## TASK DIRECTIONS
Reproduce only what lies between the first line of the material below and the line containing "the validator enforces", with both of those lines included and every line kept exact.
....................
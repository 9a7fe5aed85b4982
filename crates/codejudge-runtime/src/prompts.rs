//! Judge prompts.
//!
//! Two pure builders:
//! 1. System prompt - judging constraints, the rubric, and the exact response
//!    schema the validator enforces
//! 2. User prompt - the rubric again plus a bounded view of the submission
//!
//! Code is untrusted and unbounded, so the user prompt truncates silently:
//! at most [`MAX_FILES`] files, [`MAX_FILE_CHARS`] characters per file and
//! [`MAX_OUTPUT_CHARS`] characters of build or test output.

use codejudge_core::{CodeContext, JudgeConfig, Requirement, RESPONSE_SCHEMA_JSON};

/// Files included in the user prompt, in artifact order.
pub const MAX_FILES: usize = 20;

/// Characters kept from each file.
pub const MAX_FILE_CHARS: usize = 5000;

/// Characters kept from build output and from test output.
pub const MAX_OUTPUT_CHARS: usize = 1000;

/// Base system prompt shared by every judgment.
///
/// Frames the model as a rubric executor. It scores only what the rubric
/// names and must answer with the schema appended below it.
pub const BASE_SYSTEM_PROMPT: &str = r#"
You are a strict code judge evaluating a submission against a fixed rubric.

## Judging Constraints
1. Evaluate ONLY the requirements and criteria you are given - do not invent criteria
2. Score each requirement from 0 to 100 and each criterion from 0 to 100
3. Report confidence from 0.0 to 1.0 for each requirement
4. Cite evidence (file paths or short code excerpts) wherever you can
5. Use each requirement id exactly once, spelled exactly as given
6. Do not execute code; judge only what you can read

## Output Rules
- Respond with a single JSON object and nothing else
- No markdown fences, no commentary before or after the object
- Numbers must stay inside their ranges; out-of-range values are rejected
"#;

/// Build the system prompt.
///
/// `system_prompt_override` is returned verbatim when set.
pub fn build_system_prompt(config: &JudgeConfig, requirements: &[Requirement]) -> String {
    if let Some(prompt) = &config.system_prompt_override {
        return prompt.clone();
    }

    let mut out = String::from(BASE_SYSTEM_PROMPT.trim_start());

    out.push_str("\n## Rubric\n");
    for req in requirements {
        out.push_str(&format!("\n### {} (id: {})\n", req.title, req.id));
        if !req.description.is_empty() {
            out.push_str(&format!("{}\n", req.description));
        }
        for criterion in &req.criteria {
            out.push_str(&format!("- {}\n", criterion));
        }
    }

    out.push_str("\n## Response Schema (JSON Schema)\n");
    out.push_str(RESPONSE_SCHEMA_JSON.trim_end());
    out.push('\n');

    out
}

/// Build the user prompt: requirements, metadata, then files.
pub fn build_user_prompt(requirements: &[Requirement], context: &CodeContext) -> String {
    let mut out = String::from("## Requirements\n");

    for req in requirements {
        out.push_str(&format!(
            "\n### {} (id: {}, weight: {})\n",
            req.title, req.id, req.weight
        ));
        if !req.description.is_empty() {
            out.push_str(&format!("{}\n", req.description));
        }
        if !req.criteria.is_empty() {
            out.push_str("Criteria:\n");
            for criterion in &req.criteria {
                out.push_str(&format!("- {}\n", criterion));
            }
        }
        if !req.evidence_types.is_empty() {
            let evidence = req.evidence_types.join(", ");
            out.push_str(&format!("Evidence types: {}\n", evidence));
        }
    }

    if let Some(meta) = &context.metadata {
        out.push_str("\n## Metadata\n");
        if let Some(framework) = &meta.framework {
            out.push_str(&format!("Framework: {}\n", framework));
        }
        if let Some(language) = &meta.language {
            out.push_str(&format!("Language: {}\n", language));
        }
        if let Some(build) = &meta.build_output {
            let build = truncate_chars(build, MAX_OUTPUT_CHARS);
            out.push_str(&format!("Build output:\n```\n{}\n```\n", build));
        }
        if let Some(tests) = &meta.test_output {
            let tests = truncate_chars(tests, MAX_OUTPUT_CHARS);
            out.push_str(&format!("Test output:\n```\n{}\n```\n", tests));
        }
    }

    let shown = context.files.len().min(MAX_FILES);
    out.push_str(&format!("\n## Files ({} of {})\n", shown, context.files.len()));
    for file in context.files.iter().take(MAX_FILES) {
        out.push_str(&format!(
            "\n### File: {} ({})\n```{}\n{}\n```\n",
            file.path,
            file.language,
            file.language,
            truncate_chars(&file.content, MAX_FILE_CHARS)
        ));
    }

    out
}

/// First `max` characters of `s` (not bytes).
fn truncate_chars(s: &str, max: usize) -> &str {
    match s.char_indices().nth(max) {
        Some((idx, _)) => &s[..idx],
        None => s,
    }
}
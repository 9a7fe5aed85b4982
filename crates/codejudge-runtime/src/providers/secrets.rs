//! Credential handling for remote judge providers.
//!
//! Credentials are wrapped in [`ApiCredential`] as soon as they are read:
//!
//! - **No accidental logging**: `Debug`/`Display` print `[REDACTED]`
//! - **Memory hygiene**: the value is zeroed on drop via `secrecy`
//! - **Explicit exposure**: `.expose()` is called only when building a header
//!
//! ## Usage
//!
//! ```ignore
//! let lookup = |k: &str| std::env::var(k).ok();
//! let cred = ApiCredential::from_lookup(lookup, "OPENAI_API_KEY", "OpenAI API key");
//! if let Some(cred) = cred {
//!     request.header("authorization", format!("Bearer {}", cred.expose()));
//! }
//! ```

use secrecy::{ExposeSecret, SecretString};
use std::fmt;

/// Where a credential was loaded from.
#[derive(Debug, Clone, Copy, PartialEq, Eq)]
pub enum CredentialSource {
    /// Loaded from an environment variable (or any key/value lookup)
    Environment,
    /// Provided programmatically
    Programmatic,
}

impl fmt::Display for CredentialSource {
    fn fmt(&self, f: &mut fmt::Formatter<'_>) -> fmt::Result {
        match self {
            CredentialSource::Environment => write!(f, "environment"),
            CredentialSource::Programmatic => write!(f, "programmatic"),
        }
    }
}

/// A securely-stored API credential.
pub struct ApiCredential {
    value: SecretString,
    source: CredentialSource,
    name: &'static str,
}

impl ApiCredential {
    /// Wrap a credential value. It cannot be logged after this point.
    pub fn new(value: impl Into<String>, source: CredentialSource, name: &'static str) -> Self {
        Self {
            value: SecretString::from(value.into()),
            source,
            name,
        }
    }

    /// Resolve a credential through a key/value lookup.
    ///
    /// Returns `None` when the key is unset or blank; a blank key is treated
    /// as absent so the offline fallback still applies.
    pub fn from_lookup<F>(lookup: F, env_var: &str, name: &'static str) -> Option<Self>
    where
        F: Fn(&str) -> Option<String>,
    {
        lookup(env_var)
            .filter(|v| !v.trim().is_empty())
            .map(|v| Self::new(v, CredentialSource::Environment, name))
    }

    /// Expose the credential value for use in an API call.
    ///
    /// Only call this where the value is needed (an HTTP header). Never store it.
    pub fn expose(&self) -> &str {
        self.value.expose_secret()
    }

    pub fn is_empty(&self) -> bool {
        self.value.expose_secret().is_empty()
    }

    pub fn source(&self) -> CredentialSource {
        self.source
    }

    pub fn name(&self) -> &'static str {
        self.name
    }
}

impl fmt::Debug for ApiCredential {
    fn fmt(&self, f: &mut fmt::Formatter<'_>) -> fmt::Result {
        f.debug_struct("ApiCredential")
            .field("value", &"[REDACTED]")
            .field("source", &self.source)
            .field("name", &self.name)
            .finish()
    }
}

impl fmt::Display for ApiCredential {
    fn fmt(&self, f: &mut fmt::Formatter<'_>) -> fmt::Result {
        write!(f, "{} from {} [REDACTED]", self.name, self.source)
    }
}

#[cfg(test)]
mod tests {
    use super::*;
    use std::collections::HashMap;

    #[test]
    fn test_credential_redacted_in_debug() {
        let secret = "sk-super-secret-key-12345";
        let cred = ApiCredential::new(secret, CredentialSource::Programmatic, "Test API key");

        let debug = format!("{:?}", cred);
        assert!(!debug.contains(secret), "Secret exposed in Debug!");
        assert!(debug.contains("[REDACTED]"));
    }

    #[test]
    fn test_credential_redacted_in_display() {
        let secret = "sk-super-secret-key-12345";
        let cred = ApiCredential::new(secret, CredentialSource::Environment, "Test API key");

        let display = format!("{}", cred);
        assert!(!display.contains(secret), "Secret exposed in Display!");
        assert!(display.contains("[REDACTED]"));
        assert!(display.contains("Test API key"));
        assert!(display.contains("environment"));
    }

    #[test]
    fn test_credential_expose() {
        let cred = ApiCredential::new("sk-abc", CredentialSource::Programmatic, "Test");
        assert_eq!(cred.expose(), "sk-abc");
        assert!(!cred.is_empty());
        assert_eq!(cred.name(), "Test");
    }

    #[test]
    fn test_from_lookup_present() {
        let vars: HashMap<&str, &str> = [("MY_KEY", "value-1")].into_iter().collect();
        let lookup = |k: &str| vars.get(k).map(|v| v.to_string());
        let cred = ApiCredential::from_lookup(lookup, "MY_KEY", "Key").unwrap();
        assert_eq!(cred.expose(), "value-1");
        assert_eq!(cred.source(), CredentialSource::Environment);
    }

    #[test]
    fn test_from_lookup_absent_or_blank() {
        assert!(ApiCredential::from_lookup(|_| None, "MY_KEY", "Key").is_none());

        let blank = |_: &str| Some("   ".to_string());
        assert!(ApiCredential::from_lookup(blank, "MY_KEY", "Key").is_none());
    }
}
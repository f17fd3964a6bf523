//! Transport session
//!
//! A session owns exactly one transport to one endpoint. It is established
//! lazily by the first operation that needs the network and reused after
//! that; [`Session::connect`] is cheap to call before every operation.

use std::fmt;
use std::sync::Arc;
use std::time::Duration;

use parking_lot::Mutex;
use tracing::{debug, trace, warn};
use url::Url;

use crate::error::{DavError, Result};
use crate::transport::{Transport, TransportFactory, TransportOptions};
use crate::uri::decode_path;

/// Maximum length of an interactively supplied username or password
pub const MAX_CREDENTIAL_LEN: usize = 255;

/// Default read timeout for a session
pub const DEFAULT_READ_TIMEOUT: Duration = Duration::from_secs(30);

const USERNAME_PROMPT: &str = "Enter your username: ";
const PASSWORD_PROMPT: &str = "Enter your password: ";

/// URI schemes that select HTTPS
const SECURE_SCHEMES: &[&str] = &["ownclouds", "webdavs", "davs", "https"];

/// Wire protocol of an endpoint
#[derive(Debug, Clone, Copy, PartialEq, Eq)]
pub enum Scheme {
    Http,
    Https,
}

impl Scheme {
    fn from_uri_scheme(scheme: &str) -> Self {
        if SECURE_SCHEMES.contains(&scheme) {
            Scheme::Https
        } else {
            Scheme::Http
        }
    }

    pub fn as_str(self) -> &'static str {
        match self {
            Scheme::Http => "http",
            Scheme::Https => "https",
        }
    }

    pub fn default_port(self) -> u16 {
        match self {
            Scheme::Http => 80,
            Scheme::Https => 443,
        }
    }
}

/// Resolved remote endpoint
#[derive(Debug, Clone, PartialEq, Eq)]
pub struct Endpoint {
    pub scheme: Scheme,
    pub host: String,
    pub port: u16,
}

impl Endpoint {
    /// Parse a URI into an endpoint plus any credentials embedded in it
    pub fn parse(uri: &str) -> Result<(Endpoint, Option<Credentials>)> {
        let url = Url::parse(uri)
            .map_err(|e| DavError::Backend(format!("Failed to parse URI {:?}: {}", uri, e)))?;

        let host = url
            .host_str()
            .filter(|h| !h.is_empty())
            .ok_or_else(|| DavError::Backend(format!("URI has no host: {:?}", uri)))?
            .to_string();

        let scheme = Scheme::from_uri_scheme(url.scheme());
        let port = url.port().unwrap_or_else(|| scheme.default_port());

        let credentials = if url.username().is_empty() {
            None
        } else {
            Some(Credentials {
                username: decode_path(url.username()),
                password: url.password().map(decode_path),
            })
        };

        Ok((Endpoint { scheme, host, port }, credentials))
    }

    /// `scheme://host:port`, the prefix for absolute request URLs
    pub fn base_url(&self) -> String {
        format!("{}://{}:{}", self.scheme.as_str(), self.host, self.port)
    }
}

/// Username and optional password
#[derive(Clone, PartialEq, Eq)]
pub struct Credentials {
    pub username: String,
    pub password: Option<String>,
}

impl Credentials {
    pub fn new(username: impl Into<String>, password: Option<String>) -> Self {
        Self {
            username: username.into(),
            password,
        }
    }
}

impl fmt::Debug for Credentials {
    fn fmt(&self, f: &mut fmt::Formatter<'_>) -> fmt::Result {
        f.debug_struct("Credentials")
            .field("username", &self.username)
            .field("password", &self.password.as_ref().map(|_| "<redacted>"))
            .finish()
    }
}

/// What the interactive credential callback is asked for
#[derive(Debug, Clone, Copy)]
pub struct AuthPrompt<'a> {
    pub prompt: &'a str,
    /// Longer answers are truncated
    pub max_len: usize,
    /// `true` when asking for the username, `false` for the password
    pub is_username: bool,
    pub attempt: u32,
}

/// Interactive credential callback. User data is whatever the closure
/// captures.
pub type AuthCallback = Box<dyn FnMut(&AuthPrompt<'_>) -> Option<String> + Send>;

struct AuthState {
    credentials: Option<Credentials>,
    callback: Option<AuthCallback>,
}

/// Answers authentication challenges on behalf of the transport
pub struct Authenticator {
    state: Mutex<AuthState>,
}

impl Authenticator {
    pub fn new(credentials: Option<Credentials>, callback: Option<AuthCallback>) -> Self {
        Self {
            state: Mutex::new(AuthState {
                credentials,
                callback,
            }),
        }
    }

    /// Replace the static credentials
    pub fn set_credentials(&self, credentials: Option<Credentials>) {
        self.state.lock().credentials = credentials;
    }

    pub fn has_credentials(&self) -> bool {
        self.state.lock().credentials.is_some()
    }

    /// Drop stored credentials and the callback
    pub fn clear(&self) {
        let mut state = self.state.lock();
        state.credentials = None;
        state.callback = None;
    }

    /// Answer a challenge for `realm`.
    ///
    /// Static credentials win. Otherwise the callback is asked once for the
    /// username and once for the password. `None` fails the challenge.
    /// Deciding how many attempts to make is up to the transport.
    pub fn challenge(&self, realm: &str, attempt: u32) -> Option<Credentials> {
        let mut state = self.state.lock();

        if let Some(credentials) = &state.credentials {
            debug!("Authentication required for {}, using static credentials", realm);
            return Some(credentials.clone());
        }

        let Some(callback) = state.callback.as_mut() else {
            warn!("Authentication required for {} but no credentials are available", realm);
            return None;
        };

        debug!("Authentication required for {}, asking the credential callback", realm);
        let username = callback(&AuthPrompt {
            prompt: USERNAME_PROMPT,
            max_len: MAX_CREDENTIAL_LEN,
            is_username: true,
            attempt,
        })?;
        let password = callback(&AuthPrompt {
            prompt: PASSWORD_PROMPT,
            max_len: MAX_CREDENTIAL_LEN,
            is_username: false,
            attempt,
        });

        Some(Credentials {
            username: truncate(username, MAX_CREDENTIAL_LEN),
            password: password.map(|p| truncate(p, MAX_CREDENTIAL_LEN)),
        })
    }
}

impl fmt::Debug for Authenticator {
    fn fmt(&self, f: &mut fmt::Formatter<'_>) -> fmt::Result {
        let state = self.state.lock();
        f.debug_struct("Authenticator")
            .field("credentials", &state.credentials)
            .field("callback", &state.callback.is_some())
            .finish()
    }
}

fn truncate(mut value: String, max_len: usize) -> String {
    if value.len() > max_len {
        let mut end = max_len;
        while !value.is_char_boundary(end) {
            end -= 1;
        }
        value.truncate(end);
    }
    value
}

/// Lazily connected session to one endpoint
pub struct Session {
    factory: Box<dyn TransportFactory>,
    auth: Arc<Authenticator>,
    read_timeout: Duration,
    user_agent: String,
    endpoint: Option<Endpoint>,
    transport: Option<Arc<dyn Transport>>,
}

impl Session {
    pub fn new(
        factory: Box<dyn TransportFactory>,
        auth: Arc<Authenticator>,
        read_timeout: Duration,
        user_agent: String,
    ) -> Self {
        Self {
            factory,
            auth,
            read_timeout,
            user_agent,
            endpoint: None,
            transport: None,
        }
    }

    pub fn is_connected(&self) -> bool {
        self.transport.is_some()
    }

    pub fn endpoint(&self) -> Option<&Endpoint> {
        self.endpoint.as_ref()
    }

    pub fn authenticator(&self) -> &Arc<Authenticator> {
        &self.auth
    }

    /// The transport, once connected
    pub fn transport(&self) -> Option<Arc<dyn Transport>> {
        self.transport.clone()
    }

    /// Ensure a transport exists, creating it from `uri` on first use
    pub fn connect(&mut self, uri: &str) -> Result<Arc<dyn Transport>> {
        if let Some(transport) = &self.transport {
            return Ok(transport.clone());
        }

        let (endpoint, credentials) = Endpoint::parse(uri)?;
        trace!(
            "connect: scheme={} host={} port={}",
            endpoint.scheme.as_str(),
            endpoint.host,
            endpoint.port
        );

        if let Some(credentials) = credentials {
            debug!("Using credentials from URI for user {}", credentials.username);
            self.auth.set_credentials(Some(credentials));
        }

        let options = TransportOptions {
            endpoint: endpoint.clone(),
            read_timeout: self.read_timeout,
            user_agent: self.user_agent.clone(),
        };

        let transport = self
            .factory
            .create(&options, self.auth.clone())
            .map_err(|e| DavError::Backend(format!("Failed to create transport: {}", e)))?;

        debug!("Connected to {}", endpoint.base_url());
        self.endpoint = Some(endpoint);
        self.transport = Some(transport.clone());
        Ok(transport)
    }

    /// Release the transport and all stored credentials
    pub fn close(&mut self) {
        if self.transport.take().is_some() {
            debug!("Closing session");
        }
        self.endpoint = None;
        self.auth.clear();
    }
}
....................
## TASK RESPONSE
repository 9a7fe5aed85b4982
filename crates/codejudge-runtime/src/prompts.rs
//! Judge prompts.
//!
//! Two pure builders:
//! 1. System prompt - judging constraints, the rubric, and the exact response
//!    schema the validator enforces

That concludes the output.